In 2014, I developed Outfancy, a terminal-based data visualization library. At 16, I needed a simple way to print tables and charts in the terminal without complex dependencies. Few libraries addressed this specific need at the time.

The library handles several terminal output tasks: displaying structured data as tables, printing single-line updates for real-time monitoring, and rendering basic charts with minimal dependencies. The implementation served as practice for object-oriented programming and terminal rendering techniques.


Implementation

Table rendering in Outfancy:

import outfancy.table
import time

# Example 1: Printing a larger table with more columns and data
dataset = [
    (1, 'Alice', 'Engineer', 'New York', 50000),
    (2, 'Bob', 'Designer', 'Los Angeles', 55000),
    (3, 'Charlie', 'Manager', 'Chicago', 70000),
    (4, 'Diana', 'Analyst', 'San Francisco', 60000),
    (5, 'Eve', 'Developer', 'Austin', 65000),
    (6, 'Frank', 'Data Scientist', 'Seattle', 80000),
    (7, 'Grace', 'Product Manager', 'Miami', 75000),
    (8, 'Hank', 'DevOps Engineer', 'Boston', 72000),
    (9, 'Ivy', 'HR Specialist', 'Denver', 48000),
    (10, 'Jack', 'Software Architect', 'Houston', 90000)
]

table = outfancy.table.Table()
print("Table Example:")
print(table.render(dataset))

Column widths adapt automatically based on content. A heuristic system infers data types to generate column labels, though manual specification is also supported:

print(table.render(dataset, label_list=["Id", "Name", "Surname", "City", "Salary"]))
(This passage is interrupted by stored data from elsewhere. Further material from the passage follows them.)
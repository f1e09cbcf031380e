pub mod chart;
pub mod csv_export;
pub mod handlers;

use crate::state::AppState;
use axum::Router;

pub fn router() -> Router<AppState> {
    Router::new().merge(handlers::export_routes())
}
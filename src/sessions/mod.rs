pub mod dto;
pub mod handlers;
pub mod repo_types;
pub mod services;

use crate::state::AppState;
use axum::Router;

pub fn router() -> Router<AppState> {
    Router::new().merge(handlers::tracker_routes())
}
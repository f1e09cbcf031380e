pub mod dto;
pub mod handlers;
pub mod repo_types;
pub mod services;

use crate::state::AppState;
use axum::Router;

pub fn router() -> Router<AppState> {
    Router::new().merge(handlers::goal_routes())
}
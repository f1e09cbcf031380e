use anyhow::Context;
use time::format_description::well_known::Rfc3339;
use time::OffsetDateTime;

use crate::progress::services::GoalProgress;
use crate::sessions::repo_types::StudySession;

pub const SESSIONS_HEADER: [&str; 4] = ["Category", "Start Time", "End Time", "Duration (minutes)"];
pub const GOALS_HEADER: [&str; 4] = [
    "Category",
    "Target Minutes",
    "Achieved Minutes",
    "Remaining Minutes",
];

fn timestamp(at: OffsetDateTime) -> anyhow::Result<String> {
    at.format(&Rfc3339).context("format timestamp")
}

/// Closed sessions in the order given; open sessions are skipped.
pub fn sessions_csv(sessions: &[StudySession]) -> anyhow::Result<Vec<u8>> {
    let mut wtr = csv::Writer::from_writer(Vec::new());
    wtr.write_record(SESSIONS_HEADER)?;

    for s in sessions {
        let (Some(end), Some(minutes)) = (s.end_time, s.duration_in_minutes()) else {
            continue;
        };
        wtr.write_record([
            s.category_name.clone(),
            timestamp(s.start_time)?,
            timestamp(end)?,
            minutes.to_string(),
        ])?;
    }

    wtr.into_inner()
        .map_err(|e| anyhow::anyhow!("flush sessions csv: {}", e.error()))
}

pub fn goals_csv(goals: &[GoalProgress]) -> anyhow::Result<Vec<u8>> {
    let mut wtr = csv::Writer::from_writer(Vec::new());
    wtr.write_record(GOALS_HEADER)?;

    for g in goals {
        wtr.write_record([
            g.category.clone(),
            g.target_minutes.to_string(),
            g.achieved_minutes.to_string(),
            g.remaining_minutes.to_string(),
        ])?;
    }

    wtr.into_inner()
        .map_err(|e| anyhow::anyhow!("flush goals csv: {}", e.error()))
}
use anyhow::Context;
use sqlx::PgPool;
use uuid::Uuid;

use crate::auth::repo_types::User;

impl User {
    /// Find a user by username.
    pub async fn find_by_username(db: &PgPool, username: &str) -> anyhow::Result<Option<User>> {
        let user = sqlx::query_as::<_, User>(
            r#"
            SELECT id, username, password_hash, created_at
            FROM users
            WHERE username = $1
            "#,
        )
        .bind(username)
        .fetch_optional(db)
        .await
        .context("find user by username")?;
        Ok(user)
    }

    pub async fn find_by_id(db: &PgPool, id: Uuid) -> anyhow::Result<Option<User>> {
        let user = sqlx::query_as::<_, User>(
            r#"
            SELECT id, username, password_hash, created_at
            FROM users
            WHERE id = $1
            "#,
        )
        .bind(id)
        .fetch_optional(db)
        .await
        .context("find user by id")?;
        Ok(user)
    }

    /// Create a new user with hashed password.
    pub async fn create(db: &PgPool, username: &str, password_hash: &str) -> sqlx::Result<User> {
        sqlx::query_as::<_, User>(
            r#"
            INSERT INTO users (username, password_hash)
            VALUES ($1, $2)
            RETURNING id, username, password_hash, created_at
            "#,
        )
        .bind(username)
        .bind(password_hash)
        .fetch_one(db)
        .await
    }
}

/// Postgres `unique_violation`.
pub fn is_unique_violation(err: &sqlx::Error) -> bool {
    err.as_database_error()
        .and_then(|e| e.code())
        .map(|code| code == "23505")
        .unwrap_or(false)
}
Real-time monitoring with Oneline:

# Example 2: Real-time data monitoring with Oneline feature
oneline_table = outfancy.table.Oneline()

print("\nReal-Time Data Monitoring Example:")
for i in range(10):
    data = [dataset[i][0], dataset[i][1].ljust(10), f"Processing {i*10}%"]
    print(oneline_table.render(data))
    time.sleep(1)

The library includes experimental line chart functionality using ASCII characters for terminal-based plotting. For production use, plotille provides a more robust implementation.


Current alternatives

Modern libraries like rich and tabulate offer more mature terminal visualization capabilities. Outfancy remains functional for basic use cases that prioritize simplicity over features.